• Exercise instructions
When you have gone through the entries below, state how many lines include the word "flip" and write nothing else.

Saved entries
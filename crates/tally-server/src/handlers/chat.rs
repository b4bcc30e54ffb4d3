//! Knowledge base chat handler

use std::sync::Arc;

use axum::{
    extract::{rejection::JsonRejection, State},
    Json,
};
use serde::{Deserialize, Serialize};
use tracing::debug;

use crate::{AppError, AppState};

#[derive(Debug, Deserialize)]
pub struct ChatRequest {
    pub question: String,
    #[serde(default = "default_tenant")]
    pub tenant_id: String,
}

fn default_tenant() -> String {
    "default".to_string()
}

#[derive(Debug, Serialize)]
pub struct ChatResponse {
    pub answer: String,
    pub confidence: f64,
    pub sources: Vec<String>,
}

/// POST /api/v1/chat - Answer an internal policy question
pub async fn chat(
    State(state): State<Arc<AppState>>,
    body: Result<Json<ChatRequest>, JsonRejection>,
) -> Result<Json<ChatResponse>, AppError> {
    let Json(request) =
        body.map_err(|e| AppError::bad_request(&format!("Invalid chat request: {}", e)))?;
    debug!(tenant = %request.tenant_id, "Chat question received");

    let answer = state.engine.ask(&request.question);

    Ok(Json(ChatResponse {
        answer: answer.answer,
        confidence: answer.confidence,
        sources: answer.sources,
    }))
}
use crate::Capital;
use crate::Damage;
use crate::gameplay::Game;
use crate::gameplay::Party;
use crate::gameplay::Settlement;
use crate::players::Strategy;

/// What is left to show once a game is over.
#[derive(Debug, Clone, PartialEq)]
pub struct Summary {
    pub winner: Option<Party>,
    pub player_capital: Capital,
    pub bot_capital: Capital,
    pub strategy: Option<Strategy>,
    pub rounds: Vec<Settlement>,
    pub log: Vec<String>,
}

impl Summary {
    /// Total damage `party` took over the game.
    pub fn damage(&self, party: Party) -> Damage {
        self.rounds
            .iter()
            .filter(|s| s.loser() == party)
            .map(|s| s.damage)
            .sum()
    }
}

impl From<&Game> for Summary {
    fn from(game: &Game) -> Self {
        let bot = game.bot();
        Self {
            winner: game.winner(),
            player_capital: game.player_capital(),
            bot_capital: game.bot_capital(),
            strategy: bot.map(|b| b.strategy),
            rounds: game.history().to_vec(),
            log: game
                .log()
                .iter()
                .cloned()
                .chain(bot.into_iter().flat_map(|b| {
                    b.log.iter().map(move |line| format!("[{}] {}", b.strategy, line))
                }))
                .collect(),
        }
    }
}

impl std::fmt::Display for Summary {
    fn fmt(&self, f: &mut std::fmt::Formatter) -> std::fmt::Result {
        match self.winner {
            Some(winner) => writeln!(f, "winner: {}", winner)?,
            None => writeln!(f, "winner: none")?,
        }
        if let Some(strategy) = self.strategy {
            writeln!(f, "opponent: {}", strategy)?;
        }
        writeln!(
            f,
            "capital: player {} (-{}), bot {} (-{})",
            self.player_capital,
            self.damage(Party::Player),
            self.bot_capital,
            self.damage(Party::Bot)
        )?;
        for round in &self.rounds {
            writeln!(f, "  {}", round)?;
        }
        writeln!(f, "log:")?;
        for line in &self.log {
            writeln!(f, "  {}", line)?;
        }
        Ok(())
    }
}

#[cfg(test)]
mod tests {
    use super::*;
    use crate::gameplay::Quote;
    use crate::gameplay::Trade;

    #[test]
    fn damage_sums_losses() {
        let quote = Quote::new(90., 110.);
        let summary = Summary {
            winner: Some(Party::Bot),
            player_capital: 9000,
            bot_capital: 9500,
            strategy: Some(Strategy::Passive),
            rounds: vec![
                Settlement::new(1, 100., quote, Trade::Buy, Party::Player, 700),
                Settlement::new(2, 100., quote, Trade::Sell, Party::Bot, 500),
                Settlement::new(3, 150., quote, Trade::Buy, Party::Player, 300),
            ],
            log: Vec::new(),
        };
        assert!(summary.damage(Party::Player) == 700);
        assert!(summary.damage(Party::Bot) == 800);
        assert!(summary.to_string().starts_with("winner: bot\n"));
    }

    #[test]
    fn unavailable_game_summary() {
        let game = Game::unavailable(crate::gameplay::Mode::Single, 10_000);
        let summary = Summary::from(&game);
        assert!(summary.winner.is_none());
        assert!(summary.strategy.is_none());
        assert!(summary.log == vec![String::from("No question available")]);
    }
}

--

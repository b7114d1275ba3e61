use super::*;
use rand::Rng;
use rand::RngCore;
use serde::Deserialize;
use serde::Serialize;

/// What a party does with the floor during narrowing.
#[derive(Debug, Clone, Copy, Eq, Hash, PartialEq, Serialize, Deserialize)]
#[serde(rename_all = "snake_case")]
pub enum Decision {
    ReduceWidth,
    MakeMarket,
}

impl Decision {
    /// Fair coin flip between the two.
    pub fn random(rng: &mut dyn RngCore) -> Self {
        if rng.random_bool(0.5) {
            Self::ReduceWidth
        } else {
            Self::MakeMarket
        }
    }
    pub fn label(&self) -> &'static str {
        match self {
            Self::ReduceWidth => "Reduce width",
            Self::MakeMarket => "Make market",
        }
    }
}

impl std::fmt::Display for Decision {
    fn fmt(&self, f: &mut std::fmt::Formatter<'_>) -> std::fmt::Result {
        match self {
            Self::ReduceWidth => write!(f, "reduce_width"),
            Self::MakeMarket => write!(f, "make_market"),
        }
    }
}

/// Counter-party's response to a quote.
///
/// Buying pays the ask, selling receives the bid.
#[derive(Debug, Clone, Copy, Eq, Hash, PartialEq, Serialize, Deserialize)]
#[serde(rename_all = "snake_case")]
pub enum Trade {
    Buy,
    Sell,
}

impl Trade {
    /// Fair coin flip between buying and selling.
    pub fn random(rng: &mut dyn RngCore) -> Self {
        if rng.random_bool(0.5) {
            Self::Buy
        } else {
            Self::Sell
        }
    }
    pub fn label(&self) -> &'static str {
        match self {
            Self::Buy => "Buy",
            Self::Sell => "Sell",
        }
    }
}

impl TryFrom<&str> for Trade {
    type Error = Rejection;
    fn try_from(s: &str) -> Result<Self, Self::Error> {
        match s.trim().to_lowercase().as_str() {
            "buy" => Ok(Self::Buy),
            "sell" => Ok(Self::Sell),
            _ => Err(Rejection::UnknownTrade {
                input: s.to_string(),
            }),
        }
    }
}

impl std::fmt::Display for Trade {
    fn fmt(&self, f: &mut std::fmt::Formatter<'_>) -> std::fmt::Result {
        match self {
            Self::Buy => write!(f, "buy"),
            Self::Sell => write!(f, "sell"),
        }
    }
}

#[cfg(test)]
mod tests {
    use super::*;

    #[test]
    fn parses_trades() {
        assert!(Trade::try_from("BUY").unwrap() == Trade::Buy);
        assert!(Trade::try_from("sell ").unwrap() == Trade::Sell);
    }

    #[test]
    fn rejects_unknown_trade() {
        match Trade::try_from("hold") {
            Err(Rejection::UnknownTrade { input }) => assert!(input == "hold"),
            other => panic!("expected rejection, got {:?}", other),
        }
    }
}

==

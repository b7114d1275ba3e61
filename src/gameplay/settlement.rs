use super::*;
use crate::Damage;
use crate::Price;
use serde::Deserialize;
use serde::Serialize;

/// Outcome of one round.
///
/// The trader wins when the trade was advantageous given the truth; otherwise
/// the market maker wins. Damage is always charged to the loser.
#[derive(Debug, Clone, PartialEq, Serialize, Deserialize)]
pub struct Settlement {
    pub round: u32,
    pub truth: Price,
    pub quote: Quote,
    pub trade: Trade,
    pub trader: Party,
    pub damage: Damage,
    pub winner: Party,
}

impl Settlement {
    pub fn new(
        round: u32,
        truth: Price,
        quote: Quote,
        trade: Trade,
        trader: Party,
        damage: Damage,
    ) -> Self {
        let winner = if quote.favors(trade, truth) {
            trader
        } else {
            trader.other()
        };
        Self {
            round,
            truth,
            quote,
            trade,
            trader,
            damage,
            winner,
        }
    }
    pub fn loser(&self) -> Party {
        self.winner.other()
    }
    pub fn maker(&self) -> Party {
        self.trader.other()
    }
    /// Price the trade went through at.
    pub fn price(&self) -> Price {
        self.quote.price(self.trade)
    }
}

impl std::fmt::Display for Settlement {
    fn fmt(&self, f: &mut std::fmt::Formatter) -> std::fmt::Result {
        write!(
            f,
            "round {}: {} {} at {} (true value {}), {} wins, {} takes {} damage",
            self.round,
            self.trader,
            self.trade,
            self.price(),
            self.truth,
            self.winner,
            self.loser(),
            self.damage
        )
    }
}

• Task solution
2